Exercise -> Work through the entries below and report how many lines include "runtime". The number alone is the answer.

[Collection entries]
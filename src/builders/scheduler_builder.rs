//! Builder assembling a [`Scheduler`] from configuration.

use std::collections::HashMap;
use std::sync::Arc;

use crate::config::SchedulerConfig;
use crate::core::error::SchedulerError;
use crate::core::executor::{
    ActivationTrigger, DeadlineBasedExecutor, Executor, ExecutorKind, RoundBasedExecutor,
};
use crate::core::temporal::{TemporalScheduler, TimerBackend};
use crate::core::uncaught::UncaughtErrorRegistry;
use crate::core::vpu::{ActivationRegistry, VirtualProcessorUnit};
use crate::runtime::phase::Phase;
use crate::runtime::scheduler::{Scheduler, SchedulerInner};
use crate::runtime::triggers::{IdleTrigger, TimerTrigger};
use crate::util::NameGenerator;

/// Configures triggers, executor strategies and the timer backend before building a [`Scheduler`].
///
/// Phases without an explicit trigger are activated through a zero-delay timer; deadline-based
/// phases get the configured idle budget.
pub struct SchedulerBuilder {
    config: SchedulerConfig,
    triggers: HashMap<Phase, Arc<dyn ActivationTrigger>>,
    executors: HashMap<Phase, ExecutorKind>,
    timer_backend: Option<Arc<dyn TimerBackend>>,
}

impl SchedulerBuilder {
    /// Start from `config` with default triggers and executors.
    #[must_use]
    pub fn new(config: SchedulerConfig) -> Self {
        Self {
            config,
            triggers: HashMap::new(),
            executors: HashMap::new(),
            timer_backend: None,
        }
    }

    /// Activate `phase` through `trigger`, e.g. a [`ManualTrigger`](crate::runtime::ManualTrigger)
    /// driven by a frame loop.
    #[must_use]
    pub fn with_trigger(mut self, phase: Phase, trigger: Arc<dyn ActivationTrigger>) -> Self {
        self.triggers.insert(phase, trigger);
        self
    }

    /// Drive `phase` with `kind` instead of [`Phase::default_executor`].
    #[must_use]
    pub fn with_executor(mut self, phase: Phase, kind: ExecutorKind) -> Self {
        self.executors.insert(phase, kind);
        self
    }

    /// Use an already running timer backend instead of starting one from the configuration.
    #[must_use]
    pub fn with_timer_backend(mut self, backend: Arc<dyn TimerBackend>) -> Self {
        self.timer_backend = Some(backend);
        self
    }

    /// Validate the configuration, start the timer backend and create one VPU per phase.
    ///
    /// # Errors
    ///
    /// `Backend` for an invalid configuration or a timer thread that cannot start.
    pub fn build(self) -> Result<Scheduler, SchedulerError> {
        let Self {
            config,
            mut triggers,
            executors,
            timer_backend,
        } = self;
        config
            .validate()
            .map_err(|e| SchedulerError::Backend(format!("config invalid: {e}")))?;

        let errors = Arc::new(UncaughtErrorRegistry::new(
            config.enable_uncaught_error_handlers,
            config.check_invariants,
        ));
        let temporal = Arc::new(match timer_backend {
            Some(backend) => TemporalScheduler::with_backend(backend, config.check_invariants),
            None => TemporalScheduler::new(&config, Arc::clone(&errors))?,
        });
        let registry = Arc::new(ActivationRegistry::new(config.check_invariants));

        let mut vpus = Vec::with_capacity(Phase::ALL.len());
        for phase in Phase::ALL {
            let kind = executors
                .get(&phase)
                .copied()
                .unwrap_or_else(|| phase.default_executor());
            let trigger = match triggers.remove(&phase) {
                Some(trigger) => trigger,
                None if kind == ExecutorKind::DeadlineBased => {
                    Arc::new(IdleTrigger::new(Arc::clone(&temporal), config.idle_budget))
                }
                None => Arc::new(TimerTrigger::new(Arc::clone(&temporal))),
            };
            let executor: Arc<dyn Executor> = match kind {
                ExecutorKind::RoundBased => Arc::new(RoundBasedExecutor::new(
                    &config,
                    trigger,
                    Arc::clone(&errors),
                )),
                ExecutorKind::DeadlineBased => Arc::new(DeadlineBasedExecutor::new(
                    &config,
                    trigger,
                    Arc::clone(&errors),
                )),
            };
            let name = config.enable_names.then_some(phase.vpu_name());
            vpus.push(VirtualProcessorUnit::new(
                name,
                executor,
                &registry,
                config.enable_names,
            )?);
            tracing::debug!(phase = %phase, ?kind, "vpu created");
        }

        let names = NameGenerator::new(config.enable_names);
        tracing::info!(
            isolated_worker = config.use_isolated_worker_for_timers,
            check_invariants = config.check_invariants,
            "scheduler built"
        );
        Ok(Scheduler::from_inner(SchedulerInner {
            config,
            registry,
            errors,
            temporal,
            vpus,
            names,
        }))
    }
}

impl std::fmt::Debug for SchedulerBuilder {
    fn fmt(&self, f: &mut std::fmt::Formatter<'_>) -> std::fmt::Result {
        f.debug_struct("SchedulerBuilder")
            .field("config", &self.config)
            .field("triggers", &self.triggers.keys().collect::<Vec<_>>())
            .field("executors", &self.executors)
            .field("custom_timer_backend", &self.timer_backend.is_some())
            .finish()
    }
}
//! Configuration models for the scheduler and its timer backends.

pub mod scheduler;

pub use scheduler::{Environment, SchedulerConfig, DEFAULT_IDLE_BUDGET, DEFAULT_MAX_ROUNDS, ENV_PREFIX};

Completed task -> 4